Заявление, сделанное Ругоном с трибуны: „Мы тоже революционеры, если под этим словом понимать людей прогресса… Мы все работаем для свободы…“ — было встречено рукоплесканиями: „Браво!“ „Свободу“ в лице Эжена Ругона бонапартистская палата принимала с готовностью. Но все же сила Ругона как политического оратора заключалась не в либеральной фразе. Истинный темперамент и искусство убеждать проявлялись в его речах не тогда, когда он приглашал всех броситься в отеческие объятия правительства или радовался тому, как „произрастает общественная свобода“, прекрасные плоды приносящая („Я взволнован, господа, взволнован глубоко!“). В последней главе романа с великолепной выразительностью показан источник подлинного пафоса Ругона: во время речи, „посреди либеральной идиллии его охватила ярость. Он задыхался, его вытянутый кулак, как таран, грозил кому-то в пространстве. Этот невидимый противник был — красный призрак. Он драматически изображал, как красный призрак потрясает своим окровавленным знаменем и идет, размахивая зажженным факелом, оставляя позади себя реки крови и грязи. В его голосе зазвучал набат восстания и свнст пуль, он пророчил распотрошенные сундуки Банка, украденные и поделенные деньги порядочных буржуа“.
Сложно выглядит эта речь: здесь и лицедейство, и животная ненависть к народу, и спекуляция, и действительный страх перед расплатой… „Депутаты на своих скамьях побледнели. Но Ругон уже успокоился“. И успокоил их патетическим упоминанием о монархе, „избранном по неизреченному милосердию небес для нашего спасения…. он держит нас за руку и среди подводных камней уверенно ведет к пристани“. Слова его, прославлявшие „великий разум“ императора, падали, „подобно размеренно лязгающим взмахам кадила“.

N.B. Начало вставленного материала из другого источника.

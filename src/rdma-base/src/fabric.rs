//! The capability a backend offers to the connection core.
//!
//! Handles are plain owned values. Destruction takes them back by value, so a handle can be
//! released at most once; the core keeps each one in an `Option` slot and `take()`s it on
//! release. Calls that need an existing handle borrow it.
use std::io;
use std::net::SocketAddr;
use std::time::Duration;

use crate::types::{AccessFlags, CmEvent, ConnParam, MemoryKeys, QpCapability, SendRequest, Sge, WorkCompletion};

pub trait Fabric: Clone {
    type EventChannel;
    type CmId;
    type ProtectionDomain;
    type CompChannel;
    type CompletionQueue;
    type MemoryRegion;

    // Connection management.

    fn create_event_channel(&self) -> io::Result<Self::EventChannel>;

    fn create_id(&self, channel: &Self::EventChannel) -> io::Result<Self::CmId>;

    /// Moves `id` so that its future events are delivered on `channel`.
    fn migrate_id(&self, id: &Self::CmId, channel: &Self::EventChannel) -> io::Result<()>;

    fn bind_addr(&self, id: &Self::CmId, addr: &SocketAddr) -> io::Result<()>;

    fn listen(&self, id: &Self::CmId, backlog: i32) -> io::Result<()>;

    fn resolve_addr(&self, id: &Self::CmId, dst: &SocketAddr, timeout: Duration)
        -> io::Result<()>;

    fn resolve_route(&self, id: &Self::CmId, timeout: Duration) -> io::Result<()>;

    /// Blocks for the next event on `channel`, at most `timeout` if one is given.
    ///
    /// The returned event has already been acknowledged. `Ok(None)` means the wait expired.
    fn get_cm_event(
        &self,
        channel: &Self::EventChannel,
        timeout: Option<Duration>,
    ) -> io::Result<Option<CmEvent<Self::CmId>>>;

    fn connect(&self, id: &Self::CmId, param: &ConnParam) -> io::Result<()>;

    fn accept(&self, id: &Self::CmId, param: &ConnParam) -> io::Result<()>;

    fn local_addr(&self, id: &Self::CmId) -> Option<SocketAddr>;

    fn peer_addr(&self, id: &Self::CmId) -> Option<SocketAddr>;

    // Queue provisioning. Valid once `id` is bound to a device.

    fn alloc_pd(&self, id: &Self::CmId) -> io::Result<Self::ProtectionDomain>;

    fn create_comp_channel(&self, id: &Self::CmId) -> io::Result<Self::CompChannel>;

    fn create_cq(
        &self,
        id: &Self::CmId,
        min_entries: u32,
        channel: &Self::CompChannel,
    ) -> io::Result<Self::CompletionQueue>;

    /// Arms the next completion notification on `cq`.
    fn req_notify_cq(&self, cq: &Self::CompletionQueue) -> io::Result<()>;

    /// Creates an RC queue pair owned by `id`, using `cq` for both directions.
    fn create_qp(
        &self,
        id: &Self::CmId,
        pd: &Self::ProtectionDomain,
        cq: &Self::CompletionQueue,
        cap: &QpCapability,
    ) -> io::Result<()>;

    fn destroy_qp(&self, id: &Self::CmId) -> io::Result<()>;

    // Registration.

    /// Registers `[addr, addr + len)` with `pd`.
    ///
    /// # Safety
    ///
    /// The range must stay valid until the region is deregistered.
    unsafe fn reg_mr(
        &self,
        pd: &Self::ProtectionDomain,
        addr: *mut u8,
        len: usize,
        access: AccessFlags,
    ) -> io::Result<Self::MemoryRegion>;

    fn mr_keys(&self, mr: &Self::MemoryRegion) -> MemoryKeys;

    fn dereg_mr(&self, mr: Self::MemoryRegion) -> io::Result<()>;

    // Data path.

    /// Posts a receive work request on the queue pair of `id`.
    ///
    /// # Safety
    ///
    /// The memory `sge` describes must stay valid and untouched until the request completes.
    unsafe fn post_recv(&self, id: &Self::CmId, wr_id: u64, sge: Sge) -> io::Result<()>;

    /// Posts a send work request on the queue pair of `id`.
    ///
    /// # Safety
    ///
    /// The memory `wr.sge` describes must stay valid until the request completes.
    unsafe fn post_send(&self, id: &Self::CmId, wr: &SendRequest) -> io::Result<()>;

    /// Pops at most one completion. Never blocks.
    fn poll_cq(&self, cq: &Self::CompletionQueue) -> io::Result<Option<WorkCompletion>>;

    // Destruction.

    fn destroy_cq(&self, cq: Self::CompletionQueue) -> io::Result<()>;

    fn destroy_comp_channel(&self, channel: Self::CompChannel) -> io::Result<()>;

    fn dealloc_pd(&self, pd: Self::ProtectionDomain) -> io::Result<()>;

    fn destroy_id(&self, id: Self::CmId) -> io::Result<()>;

    fn destroy_event_channel(&self, channel: Self::EventChannel) -> io::Result<()>;
}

Свою заметную роль в Империи, приведшей страну к национальной катастрофе, Эжен Ругон сыграл до конца. Франция всего через несколько лет получила трагическую возможность убедиться в надежности его заверений, когда надвинулся разгром и политический крах Второй империи завершился военным крахом. Но и после разгрома, в условиях любого собственнического строя не потеряет в цене главный тезис речи Ругона, которой он вновь открыл себе „путь, ведущий на вершину успеха“. Ибо „красный призрак“ будет устрашать „республику без республиканцев“ ничуть не менее, чем Империю. А прозрачный „покров парламентаризма“, которым гибко решил воспользоваться Ругон, чтобы удовлетворять и впредь свое „неистовое желание власти“, не помешает ни ему, ни его политическим наследникам ревностно служить реакции, прикрывая антинациональные действия социальной демагогией.
224
Декрет от 24 ноября 1860 года предоставлял право Сенату и Законодательному корпусу ежегодно подвергать рассмотрению и оценке деятельность правительства. Министрам без портфеля поручалось защищать политическую линию Второй империи перед палатами. В полицейско-диктаторском строе Империи эти призрачные свободы и мнимое возвращение к конституционным принципам ничего не изменили.